In awarding its 2011 Peace Prize to Ellen Johnson-Sirleaf, Leymah Gbowee and Tawakkul Karman, the Norwegian Nobel Committee has delivered a timely message about the centrality of women in the quest for global peace and justice.
Of the three, Johnson-Sirleaf is certainly the best known. Known at home as the “Iron [Lady]”, she was elected president of Liberia in 2005. Over the past six years she has brought rare political stability and economic recovery to a country devastated by years of unimaginable violence, while fighting the corruption that has plagued so many African nations. Her firm leadership and financial savvy as a former senior World Bank official has made Liberia a darling of the donor community, which has written off most of the country’s massive debt burden and showered it with aid.
To be sure, her record is hardly unblemished. During the 1990s she backed Charles Taylor in his quest to lead Liberia—before becoming one of his fiercest critics. More recently, she angered political opponents by reneging on her pledge to serve only one term. (With presidential elections just a week away, the Nobel Committee courts accusations of interfering in Liberian politics). But then again, sainthood has never been a requirement for the Nobel Prize, as awards to Henry Kissinger (1973) and Yassir Arafat (1994) attest. Whatever her personal failings, Johnson-Sirleaf’s accomplishments remain monumental.
More obscure but at least as deserving is Johnson-Sirleaf’s courageous compatriot Leymah Gbowee. A trauma counselor who had worked with former child soldiers from Charles Taylor’s army, Gbowee helped bring peace to Liberia in 2003 as the leader of the activist group Women of Liberian Mass Action for Peace—a nationwide movement that for the first time united Christian and Muslim women behind one common goal: ending the unspeakable violence in their country.
In a nation where thousands of women had been raped and brutalized by rival armed factions, Gbowee turned the tables on the warlords. She mobilized country-wide nonviolent protests by Liberian women. Famously clad in white t-shirts, the women became a regular fixture in the country’s cities, villages, and roadsides, agitating for peace by singing, dancing, and—like the women of Athens and Sparta in Aristophanes’ Lysistrata–withholding sex from men until they renounced war.
Through these relentless actions, Gbowee secured a meeting with Charles Taylor and won his pledge to attend peace talks in Ghana. Gbowee’s organization subsequently tailed him to make sure he followed through, keeping a vigil outside the negotiations. When deliberations stalled, they blocked the exits from the hotel until a peace settlement was reached after fourteen years of war. Gbowee’s heroics are celebrated in award-winning documentary, Pray the Devil Back to Hell.

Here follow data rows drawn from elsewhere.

use assert_cmd::prelude::*;
use std::fs::{self, File};
use std::io::Write;
use std::path::Path;
use std::process::Command;
use tempfile::tempdir;

fn has_git() -> bool {
    Command::new("git").arg("--version").output().is_ok()
}

fn git(dir: &Path, args: &[&str]) {
    assert!(Command::new("git")
        .args(args)
        .current_dir(dir)
        .status()
        .unwrap()
        .success());
}

fn init_git_repo(dir: &Path) {
    git(dir, &["init"]);
    git(dir, &["config", "core.autocrlf", "false"]);
    git(dir, &["config", "user.email", "you@example.com"]);
    git(dir, &["config", "user.name", "Your Name"]);
}

fn commit_file(dir: &Path, name: &str, content: &str, author: &str, date: &str) {
    let path = dir.join(name);
    if let Some(parent) = path.parent() {
        fs::create_dir_all(parent).unwrap();
    }
    let mut f = File::create(&path).unwrap();
    f.write_all(content.as_bytes()).unwrap();
    f.sync_all().unwrap();
    git(dir, &["add", "."]);
    assert!(Command::new("git")
        .args(["commit", "-m", &format!("add {name}"), "--author", author])
        .env("GIT_AUTHOR_DATE", format!("{date}T12:00:00"))
        .env("GIT_COMMITTER_DATE", format!("{date}T12:00:00"))
        .current_dir(dir)
        .status()
        .unwrap()
        .success());
}

fn seeded_repo(dir: &Path) {
    init_git_repo(dir);
    commit_file(dir, "src/a.rs", "fn a() {}\nfn b() {}\n", "Alice <alice@example.com>", "2024-01-10");
    commit_file(dir, "src/b.rs", "fn c() {}\n", "Bob <bob@example.com>", "2024-01-11");
    commit_file(dir, "src/a.rs", "fn a() {}\n", "Alice <alice@example.com>", "2024-01-12");
}

fn run_json(dir: &Path, extra: &[&str]) -> serde_json::Value {
    let mut cmd = Command::cargo_bin("gitlines").unwrap();
    cmd.current_dir(dir).arg("--repo").arg(dir).arg("--json").args(extra);
    let out = cmd.assert().success().get_output().stdout.clone();
    serde_json::from_slice(&out).unwrap()
}

#[test]
fn json_report_groups_by_author_in_first_seen_order() {
    let dir = tempdir().unwrap();
    if !has_git() {
        return;
    }
    seeded_repo(dir.path());

    let v = run_json(dir.path(), &["--end-date", "2024-12-31"]);
    let authors = v["authors"].as_array().unwrap();
    let names: Vec<&str> = authors.iter().map(|a| a["author"].as_str().unwrap()).collect();
    // git log lists newest first, so Alice's last commit is seen before Bob's.
    assert_eq!(names, vec!["Alice", "Bob"]);
    assert_eq!(authors[0]["commits"], 2);
    assert_eq!(authors[0]["insertions"], 2);
    assert_eq!(authors[0]["deletions"], 1);
    assert_eq!(authors[1]["insertions"], 1);
    assert_eq!(v["total"]["commits"], 3);
    assert_eq!(v["start_date"], "2024-01-10");
}

#[test]
fn author_filter_limits_report() {
    let dir = tempdir().unwrap();
    if !has_git() {
        return;
    }
    seeded_repo(dir.path());

    let v = run_json(dir.path(), &["--author", "Bob", "--end-date", "2024-12-31"]);
    let authors = v["authors"].as_array().unwrap();
    assert_eq!(authors.len(), 1);
    assert_eq!(authors[0]["author"], "Bob");
    // The default start still comes from the first commit overall.
    assert_eq!(v["start_date"], "2024-01-10");
}

#[test]
fn inverted_window_reports_nothing() {
    let dir = tempdir().unwrap();
    if !has_git() {
        return;
    }
    seeded_repo(dir.path());

    let v = run_json(dir.path(), &["--start-date", "2024-02-01", "--end-date", "2024-01-01"]);
    assert!(v["authors"].as_array().unwrap().is_empty());
    assert_eq!(v["total"]["commits"], 0);
}

#[test]
fn invalid_date_fails_before_querying() {
    let dir = tempdir().unwrap();
    let mut cmd = Command::cargo_bin("gitlines").unwrap();
    cmd.current_dir(dir.path())
        .arg("--repo")
        .arg(dir.path())
        .args(["--start-date", "01/02/2024"]);
    let out = cmd.assert().failure().get_output().stderr.clone();
    let stderr = String::from_utf8_lossy(&out);
    assert!(stderr.contains("Invalid date input"), "{stderr}");
}

#[test]
fn non_repository_is_source_unavailable() {
    let dir = tempdir().unwrap();
    let mut cmd = Command::cargo_bin("gitlines").unwrap();
    cmd.current_dir(dir.path()).arg("--repo").arg(dir.path());
    let out = cmd.assert().failure().get_output().stderr.clone();
    let stderr = String::from_utf8_lossy(&out);
    assert!(stderr.contains("Source unavailable"), "{stderr}");
}

#[test]
fn table_report_prints_period_and_totals() {
    let dir = tempdir().unwrap();
    if !has_git() {
        return;
    }
    seeded_repo(dir.path());

    let mut cmd = Command::cargo_bin("gitlines").unwrap();
    cmd.current_dir(dir.path())
        .arg("--repo")
        .arg(dir.path())
        .args(["--start-date", "2024-01-01", "--end-date", "2024-12-31", "--no-progress"]);
    let out = cmd.assert().success().get_output().stdout.clone();
    let text = String::from_utf8_lossy(&out);
    assert!(text.contains("Period: 2024-01-01 to 2024-12-31"));
    assert!(text.contains("TOTAL STATISTICS"));
}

Rounding out the trio is Tawakkul Karman, a 32-year old Yemeni political activist who helped spark a massive protest movement against the corrupt regime of President Ali Abdullah Saleh. Her work has earned her voluntary salutes from Yemen’s soldiers and the sobriquet “Mother of the Revolution.” A member of Yemen’s leading opposition party, Islah, she has demonstrated a flair for the dramatic—and brave independence of mind. Karman recently donned a floral pink head scarf and shed the traditional abaya because it wasn’t “suitable for a woman who wants to work in activism and the public domain [since] people need to see you, to associate and relate to you.”
Exploiting a variety of social media, Karman organized the first major antigovernment protests at Sanaa University, and succeeded in drawing many women to the protests. Despite imprisonment, physical assault, and repeated threats, she has remained outspoken in her demands for genuine political reform—making her one of the unquestioned heroes of the Arab spring. And her struggle continues. Today found her conducting interviews about the prize on Arab television, in a protest tent in the central roundabout plaza in Sanaa, dedicating her prize to all “who stand up to [Saleh] and his gangs. What is all the more extraordinary about her achievement, as the Washington Post reports, is that “it is happening in patriarchal, deeply conservative Yemen, where women’s courtroom testimonies are worth half those of men and most women wear head-to-toe black abayas.”
To be sure, the Arab spring has produced many heroes—and other worthy candidates for the peace prize. (Most were eliminated from consideration by a quirk of the calendar—the deadline for this year’s nominations was February 1, when the uprising in Egypt, for instance, was still in its nascent stages.) By any measure, however, Karman is a worthy recipient.
The selection of these three extraordinary women carries a broader message beyond their inspiring individual stories: Unarmed women can, against all odds, help end legacies of brutal violence and oppression—and lay the foundations for enduring peace, justice and democracy. These three women have battled goliaths of their nations for years, to deliver better days to their nations. International recognition was never the goal, but it is an important message to their opponents that their brutality is not unnoticed.
That global attention is the greatest value of the Nobel peace prize. Back in 1993, the Internationalist was on hand as a guest scholar at the Nobel Institute, when the committee recognized Nelson Mandela and F. W. De Klerk for their bravery in ending South Africa’s apartheid regime. Today’s awards remind us that the struggle for peace and justice continue—and tell the women and men on the front lines that they are on the right side of history.